INSTRUCTIONS FOR THE TASK:
Report every line below that holds the word "this".

RECORDS TO PROCESS:
━━━━━━━━━━━━━━━━

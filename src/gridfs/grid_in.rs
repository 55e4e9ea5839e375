//! Writing files into a bucket.

use super::{Bucket, FileData, FileOptions};
use crate::error::{MongoError, Result, DUPLICATE_KEY_CODE};
use bson::oid::ObjectId;
use bson::spec::BinarySubtype;
use bson::{doc, Binary, Bson, DateTime, Document};
use std::borrow::Cow;
use tokio::io::{AsyncRead, AsyncReadExt};
use tracing::{debug, warn};

/// Lifecycle of a [`GridIn`].
#[derive(Debug, Clone, Copy, PartialEq, Eq)]
pub enum GridInState {
    /// Accepting data.
    Open,
    /// Closed or aborted; no further writes.
    Closed,
    /// A chunk could not be stored. Only [`GridIn::abort`] is accepted.
    Failed,
}

/// A file being written.
///
/// Data is buffered and stored one chunk at a time as soon as a full chunk
/// is available. The files document is only inserted by [`GridIn::close`],
/// so readers never see a partially written file.
pub struct GridIn {
    bucket: Bucket,
    file: Document,
    id: Bson,
    chunk_size: usize,
    encoding: Option<String>,
    buffer: Vec<u8>,
    length: u64,
    next_chunk: i32,
    written: Vec<ObjectId>,
    md5: md5::Context,
    state: GridInState,
}

impl GridIn {
    pub(crate) fn new(
        bucket: Bucket,
        options: FileOptions,
        default_chunk_size: usize,
    ) -> Result<Self> {
        options.check()?;
        let chunk_size = options.chunk_size.unwrap_or(default_chunk_size);
        if chunk_size == 0 {
            return Err(MongoError::invalid_argument("chunk size must be positive"));
        }
        let chunk_size_field = i32::try_from(chunk_size)
            .map_err(|_| MongoError::invalid_argument("chunk size does not fit in 32 bits"))?;

        let id = options.id.unwrap_or_else(|| Bson::ObjectId(ObjectId::new()));
        let mut file = doc! { "_id": id.clone() };
        if let Some(filename) = options.filename {
            file.insert("filename", filename);
        }
        if let Some(content_type) = options.content_type {
            file.insert("contentType", content_type);
        }
        if let Some(aliases) = options.aliases {
            file.insert("aliases", aliases);
        }
        if let Some(encoding) = &options.encoding {
            file.insert("encoding", encoding.clone());
        }
        file.insert("chunkSize", chunk_size_field);
        for (key, value) in options.extra {
            file.insert(key, value);
        }

        Ok(Self {
            bucket,
            file,
            id,
            chunk_size,
            encoding: options.encoding,
            buffer: Vec::new(),
            length: 0,
            next_chunk: 0,
            written: Vec::new(),
            md5: md5::Context::new(),
            state: GridInState::Open,
        })
    }

    /// `_id` of the file.
    pub fn id(&self) -> &Bson {
        &self.id
    }

    /// File name, if one was given.
    pub fn filename(&self) -> Option<&str> {
        self.file.get_str("filename").ok()
    }

    /// Chunk size in bytes.
    pub fn chunk_size(&self) -> usize {
        self.chunk_size
    }

    /// Bytes written so far.
    pub fn length(&self) -> u64 {
        self.length
    }

    /// Current lifecycle state.
    pub fn state(&self) -> GridInState {
        self.state
    }

    /// Whether the file has been closed.
    pub fn is_closed(&self) -> bool {
        self.state == GridInState::Closed
    }

    /// Upload date, set by `close`.
    pub fn upload_date(&self) -> Option<DateTime> {
        self.file.get_datetime("uploadDate").ok().copied()
    }

    /// Hex MD5 digest of the contents, set by `close`.
    pub fn md5(&self) -> Option<&str> {
        self.file.get_str("md5").ok()
    }

    /// The files document as it is (or will be) stored.
    pub fn document(&self) -> &Document {
        &self.file
    }

    /// Append data to the file.
    ///
    /// Text is encoded with the file's `encoding`; writing text to a file
    /// without one is an error.
    pub async fn write<'a>(&mut self, data: impl Into<FileData<'a>>) -> Result<()> {
        self.check_open()?;
        let bytes = match data.into() {
            FileData::Bytes(bytes) => Cow::Borrowed(bytes),
            FileData::Text(text) => Cow::Owned(encode_text(text, self.encoding.as_deref())?),
        };
        self.write_bytes(&bytes).await
    }

    /// Append everything `reader` yields. Returns the number of bytes read.
    pub async fn write_all_from<R>(&mut self, reader: &mut R) -> Result<u64>
    where
        R: AsyncRead + Unpin,
    {
        self.check_open()?;
        let mut buf = vec![0u8; self.chunk_size.min(1024 * 1024)];
        let mut total = 0u64;
        loop {
            let n = reader.read(&mut buf).await?;
            if n == 0 {
                return Ok(total);
            }
            self.write_bytes(&buf[..n]).await?;
            total += n as u64;
        }
    }

    async fn write_bytes(&mut self, bytes: &[u8]) -> Result<()> {
        self.md5.consume(bytes);
        self.length += bytes.len() as u64;
        self.buffer.extend_from_slice(bytes);
        while self.buffer.len() >= self.chunk_size {
            let chunk: Vec<u8> = self.buffer.drain(..self.chunk_size).collect();
            self.flush_chunk(chunk).await?;
        }
        Ok(())
    }

    async fn flush_chunk(&mut self, data: Vec<u8>) -> Result<()> {
        self.bucket.ensure_indexes().await?;

        let chunk_id = ObjectId::new();
        let chunk = doc! {
            "_id": chunk_id,
            "files_id": self.id.clone(),
            "n": self.next_chunk,
            "data": Binary { subtype: BinarySubtype::Generic, bytes: data },
        };
        let inserted = self.bucket.chunks.insert_one(chunk).await;
        match inserted {
            Ok(_) => {
                self.written.push(chunk_id);
                self.next_chunk += 1;
                Ok(())
            }
            Err(MongoError::Write { code: Some(DUPLICATE_KEY_CODE), .. }) => {
                Err(self.file_exists().await)
            }
            Err(err) => {
                self.state = GridInState::Failed;
                warn!(id = %self.id, n = self.next_chunk, error = %err, "failed to store chunk");
                Err(err)
            }
        }
    }

    /// Flush buffered data and store the files document.
    ///
    /// Fails with [`MongoError::FileExists`] when a file with the same `_id`
    /// is already stored; the chunks written by this writer are removed first.
    pub async fn close(&mut self) -> Result<()> {
        self.check_open()?;
        self.state = GridInState::Closed;

        if !self.buffer.is_empty() {
            let tail = std::mem::take(&mut self.buffer);
            self.flush_chunk(tail).await?;
        }
        self.bucket.ensure_indexes().await?;

        let digest = std::mem::replace(&mut self.md5, md5::Context::new()).compute();
        self.file.insert("length", self.length as i64);
        self.file.insert("uploadDate", DateTime::now());
        self.file.insert("md5", format!("{:x}", digest));

        let inserted = self.bucket.files.insert_one(self.file.clone()).await;
        match inserted {
            Ok(_) => {
                debug!(
                    id = %self.id,
                    length = self.length,
                    chunks = self.written.len(),
                    "closed grid file"
                );
                Ok(())
            }
            Err(MongoError::Write { code: Some(DUPLICATE_KEY_CODE), .. }) => {
                Err(self.file_exists().await)
            }
            Err(err) => {
                self.state = GridInState::Failed;
                Err(err)
            }
        }
    }

    /// Discard the file: delete the chunks written so far and close
    /// without storing a files document.
    pub async fn abort(&mut self) -> Result<()> {
        if self.state == GridInState::Closed {
            return Err(MongoError::invalid_operation("cannot abort a closed file"));
        }
        self.state = GridInState::Closed;
        self.buffer.clear();
        self.remove_written().await
    }

    async fn file_exists(&mut self) -> MongoError {
        self.state = GridInState::Closed;
        warn!(
            id = %self.id,
            chunks = self.written.len(),
            "file id already exists, removing written chunks"
        );
        if let Err(err) = self.remove_written().await {
            warn!(id = %self.id, error = %err, "failed to remove written chunks");
        }
        MongoError::FileExists(self.id.clone())
    }

    async fn remove_written(&mut self) -> Result<()> {
        if self.written.is_empty() {
            return Ok(());
        }
        let ids: Vec<Bson> = self.written.drain(..).map(Bson::ObjectId).collect();
        self.bucket
            .chunks
            .delete_many(doc! { "_id": { "$in": ids } })
            .await?;
        Ok(())
    }

    fn check_open(&self) -> Result<()> {
        match self.state {
            GridInState::Open => Ok(()),
            GridInState::Closed => {
                Err(MongoError::invalid_operation("cannot write to a closed file"))
            }
            GridInState::Failed => Err(MongoError::invalid_operation(
                "a chunk of this file could not be stored; abort it",
            )),
        }
    }
}

impl std::fmt::Debug for GridIn {
    fn fmt(&self, f: &mut std::fmt::Formatter<'_>) -> std::fmt::Result {
        f.debug_struct("GridIn")
            .field("id", &self.id)
            .field("chunk_size", &self.chunk_size)
            .field("length", &self.length)
            .field("state", &self.state)
            .finish_non_exhaustive()
    }
}

fn encode_text(text: &str, encoding: Option<&str>) -> Result<Vec<u8>> {
    let encoding = encoding.ok_or_else(|| {
        MongoError::invalid_argument("must specify an encoding for file in order to write text")
    })?;
    let unrepresentable =
        || MongoError::invalid_argument(format!("text cannot be encoded as {}", encoding));

    match encoding.to_ascii_lowercase().replace('_', "-").as_str() {
        "utf-8" | "utf8" => Ok(text.as_bytes().to_vec()),
        "ascii" | "us-ascii" => {
            if text.is_ascii() {
                Ok(text.as_bytes().to_vec())
            } else {
                Err(unrepresentable())
            }
        }
        "latin-1" | "latin1" | "iso-8859-1" => text
            .chars()
            .map(|c| u8::try_from(c).map_err(|_| unrepresentable()))
            .collect(),
        _ => Err(MongoError::invalid_argument(format!(
            "unsupported encoding '{}'",
            encoding
        ))),
    }
}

━━━━━━━━━━━━━━━━

EXERCISE RESPONSE:
    /// is already stored; the chunks written by this writer are removed first.
                "a chunk of this file could not be stored; abort it",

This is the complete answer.